(Dataset excerpts)
··········

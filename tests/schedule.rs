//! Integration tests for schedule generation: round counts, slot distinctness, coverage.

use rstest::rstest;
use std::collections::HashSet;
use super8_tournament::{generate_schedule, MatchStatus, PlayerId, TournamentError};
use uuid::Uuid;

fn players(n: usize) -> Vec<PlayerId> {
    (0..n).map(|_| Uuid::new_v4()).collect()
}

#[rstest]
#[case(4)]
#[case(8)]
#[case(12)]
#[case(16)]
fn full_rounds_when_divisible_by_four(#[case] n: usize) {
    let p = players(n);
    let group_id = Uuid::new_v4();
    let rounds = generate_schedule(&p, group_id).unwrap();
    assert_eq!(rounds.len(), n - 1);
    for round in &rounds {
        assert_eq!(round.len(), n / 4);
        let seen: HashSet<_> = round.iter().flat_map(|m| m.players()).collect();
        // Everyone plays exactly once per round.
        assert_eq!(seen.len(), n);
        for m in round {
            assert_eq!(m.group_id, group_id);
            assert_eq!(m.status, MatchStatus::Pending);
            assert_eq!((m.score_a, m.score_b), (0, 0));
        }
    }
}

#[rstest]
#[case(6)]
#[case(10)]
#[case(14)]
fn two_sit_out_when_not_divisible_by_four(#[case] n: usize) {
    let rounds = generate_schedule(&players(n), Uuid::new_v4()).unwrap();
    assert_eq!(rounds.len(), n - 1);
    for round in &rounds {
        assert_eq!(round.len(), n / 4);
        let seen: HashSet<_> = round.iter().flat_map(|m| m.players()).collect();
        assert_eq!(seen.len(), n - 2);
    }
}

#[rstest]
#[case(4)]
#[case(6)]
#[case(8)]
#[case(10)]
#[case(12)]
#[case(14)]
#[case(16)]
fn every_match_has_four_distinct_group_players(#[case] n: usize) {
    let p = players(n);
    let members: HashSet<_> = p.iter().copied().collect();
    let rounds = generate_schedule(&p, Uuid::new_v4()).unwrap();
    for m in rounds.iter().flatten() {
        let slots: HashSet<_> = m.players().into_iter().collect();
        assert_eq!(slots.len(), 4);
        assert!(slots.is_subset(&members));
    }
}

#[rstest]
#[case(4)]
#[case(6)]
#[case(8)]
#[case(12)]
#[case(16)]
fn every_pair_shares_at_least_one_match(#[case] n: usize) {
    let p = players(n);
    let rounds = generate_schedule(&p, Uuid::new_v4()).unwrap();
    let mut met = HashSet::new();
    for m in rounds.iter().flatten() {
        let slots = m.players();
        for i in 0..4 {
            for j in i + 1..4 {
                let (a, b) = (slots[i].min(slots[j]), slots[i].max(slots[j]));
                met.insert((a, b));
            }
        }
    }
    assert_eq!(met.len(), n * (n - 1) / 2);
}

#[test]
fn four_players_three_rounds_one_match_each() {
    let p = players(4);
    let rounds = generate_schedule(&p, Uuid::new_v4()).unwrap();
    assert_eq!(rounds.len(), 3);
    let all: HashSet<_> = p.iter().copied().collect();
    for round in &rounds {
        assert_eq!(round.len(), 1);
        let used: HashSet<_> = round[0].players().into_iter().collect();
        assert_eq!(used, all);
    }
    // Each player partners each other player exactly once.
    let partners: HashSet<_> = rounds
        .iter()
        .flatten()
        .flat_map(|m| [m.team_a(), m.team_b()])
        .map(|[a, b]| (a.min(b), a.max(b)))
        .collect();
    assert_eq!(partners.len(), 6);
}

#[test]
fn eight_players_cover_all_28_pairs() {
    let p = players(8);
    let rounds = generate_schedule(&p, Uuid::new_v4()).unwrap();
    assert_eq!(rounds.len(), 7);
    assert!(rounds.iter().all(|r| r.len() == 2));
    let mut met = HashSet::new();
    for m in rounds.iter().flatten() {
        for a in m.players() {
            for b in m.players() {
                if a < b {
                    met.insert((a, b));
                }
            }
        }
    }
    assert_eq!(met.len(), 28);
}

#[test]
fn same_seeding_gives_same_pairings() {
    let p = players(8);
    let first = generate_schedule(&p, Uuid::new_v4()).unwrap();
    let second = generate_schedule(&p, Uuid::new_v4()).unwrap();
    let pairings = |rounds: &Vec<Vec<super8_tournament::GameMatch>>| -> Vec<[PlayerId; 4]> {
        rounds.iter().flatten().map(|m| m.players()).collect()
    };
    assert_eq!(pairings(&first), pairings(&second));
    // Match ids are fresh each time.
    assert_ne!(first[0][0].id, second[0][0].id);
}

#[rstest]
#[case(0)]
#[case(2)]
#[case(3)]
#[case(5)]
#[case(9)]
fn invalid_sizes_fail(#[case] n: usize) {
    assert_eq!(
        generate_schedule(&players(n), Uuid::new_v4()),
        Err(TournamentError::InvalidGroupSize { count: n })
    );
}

··········

▶ [Activity]: When you reach the end of the data, write every line out again verbatim.

▶ [Reply]:
filename tests/schedule.rs
//! Integration tests for schedule generation: round counts, slot distinctness, coverage.

use rstest::rstest;
use std::collections::HashSet;
use super8_tournament::{generate_schedule, MatchStatus, PlayerId, TournamentError};
use uuid::Uuid;

fn players(n: usize) -> Vec<PlayerId> {
    (0..n).map(|_| Uuid::new_v4()).collect()
}

#[rstest]
#[case(4)]
#[case(8)]
#[case(12)]
#[case(16)]
fn full_rounds_when_divisible_by_four(#[case] n: usize) {
    let p = players(n);
    let group_id = Uuid::new_v4();
    let rounds = generate_schedule(&p, group_id).unwrap();
    assert_eq!(rounds.len(), n - 1);
    for round in &rounds {
        assert_eq!(round.len(), n / 4);
        let seen: HashSet<_> = round.iter().flat_map(|m| m.players()).collect();
        // Everyone plays exactly once per round.
        assert_eq!(seen.len(), n);
        for m in round {
            assert_eq!(m.group_id, group_id);
            assert_eq!(m.status, MatchStatus::Pending);
            assert_eq!((m.score_a, m.score_b), (0, 0));
        }
    }
}

#[rstest]
#[case(6)]
#[case(10)]
#[case(14)]
fn two_sit_out_when_not_divisible_by_four(#[case] n: usize) {
    let rounds = generate_schedule(&players(n), Uuid::new_v4()).unwrap();
    assert_eq!(rounds.len(), n - 1);
    for round in &rounds {
        assert_eq!(round.len(), n / 4);
        let seen: HashSet<_> = round.iter().flat_map(|m| m.players()).collect();
        assert_eq!(seen.len(), n - 2);
    }
}

#[rstest]
#[case(4)]
#[case(6)]
#[case(8)]
#[case(10)]
#[case(12)]
#[case(14)]
#[case(16)]
fn every_match_has_four_distinct_group_players(#[case] n: usize) {
    let p = players(n);
    let members: HashSet<_> = p.iter().copied().collect();
    let rounds = generate_schedule(&p, Uuid::new_v4()).unwrap();
    for m in rounds.iter().flatten() {
        let slots: HashSet<_> = m.players().into_iter().collect();
        assert_eq!(slots.len(), 4);
        assert!(slots.is_subset(&members));
    }
}

#[rstest]
#[case(4)]
#[case(6)]
#[case(8)]
#[case(12)]
#[case(16)]
fn every_pair_shares_at_least_one_match(#[case] n: usize) {
    let p = players(n);
    let rounds = generate_schedule(&p, Uuid::new_v4()).unwrap();
    let mut met = HashSet::new();
    for m in rounds.iter().flatten() {
        let slots = m.players();
        for i in 0..4 {
            for j in i + 1..4 {
                let (a, b) = (slots[i].min(slots[j]), slots[i].max(slots[j]));
                met.insert((a, b));
            }
        }
    }
    assert_eq!(met.len(), n * (n - 1) / 2);
}

#[test]
fn four_players_three_rounds_one_match_each() {
    let p = players(4);
    let rounds = generate_schedule(&p, Uuid::new_v4()).unwrap();
    assert_eq!(rounds.len(), 3);
    let all: HashSet<_> = p.iter().copied().collect();
    for round in &rounds {
        assert_eq!(round.len(), 1);
        let used: HashSet<_> = round[0].players().into_iter().collect();
        assert_eq!(used, all);
    }
    // Each player partners each other player exactly once.
    let partners: HashSet<_> = rounds
        .iter()
        .flatten()
        .flat_map(|m| [m.team_a(), m.team_b()])
        .map(|[a, b]| (a.min(b), a.max(b)))
        .collect();
    assert_eq!(partners.len(), 6);
}

#[test]
fn eight_players_cover_all_28_pairs() {
    let p = players(8);
    let rounds = generate_schedule(&p, Uuid::new_v4()).unwrap();
    assert_eq!(rounds.len(), 7);
    assert!(rounds.iter().all(|r| r.len() == 2));
    let mut met = HashSet::new();
    for m in rounds.iter().flatten() {
        for a in m.players() {
            for b in m.players() {
                if a < b {
                    met.insert((a, b));
                }
            }
        }
    }
    assert_eq!(met.len(), 28);
}

#[test]
fn same_seeding_gives_same_pairings() {
    let p = players(8);
    let first = generate_schedule(&p, Uuid::new_v4()).unwrap();
    let second = generate_schedule(&p, Uuid::new_v4()).unwrap();
    let pairings = |rounds: &Vec<Vec<super8_tournament::GameMatch>>| -> Vec<[PlayerId; 4]> {
        rounds.iter().flatten().map(|m| m.players()).collect()
    };
    assert_eq!(pairings(&first), pairings(&second));
    // Match ids are fresh each time.
    assert_ne!(first[0][0].id, second[0][0].id);
}

#[rstest]
#[case(0)]
#[case(2)]
#[case(3)]
#[case(5)]
#[case(9)]
fn invalid_sizes_fail(#[case] n: usize) {
    assert_eq!(
        generate_schedule(&players(n), Uuid::new_v4()),
        Err(TournamentError::InvalidGroupSize { count: n })
    );
}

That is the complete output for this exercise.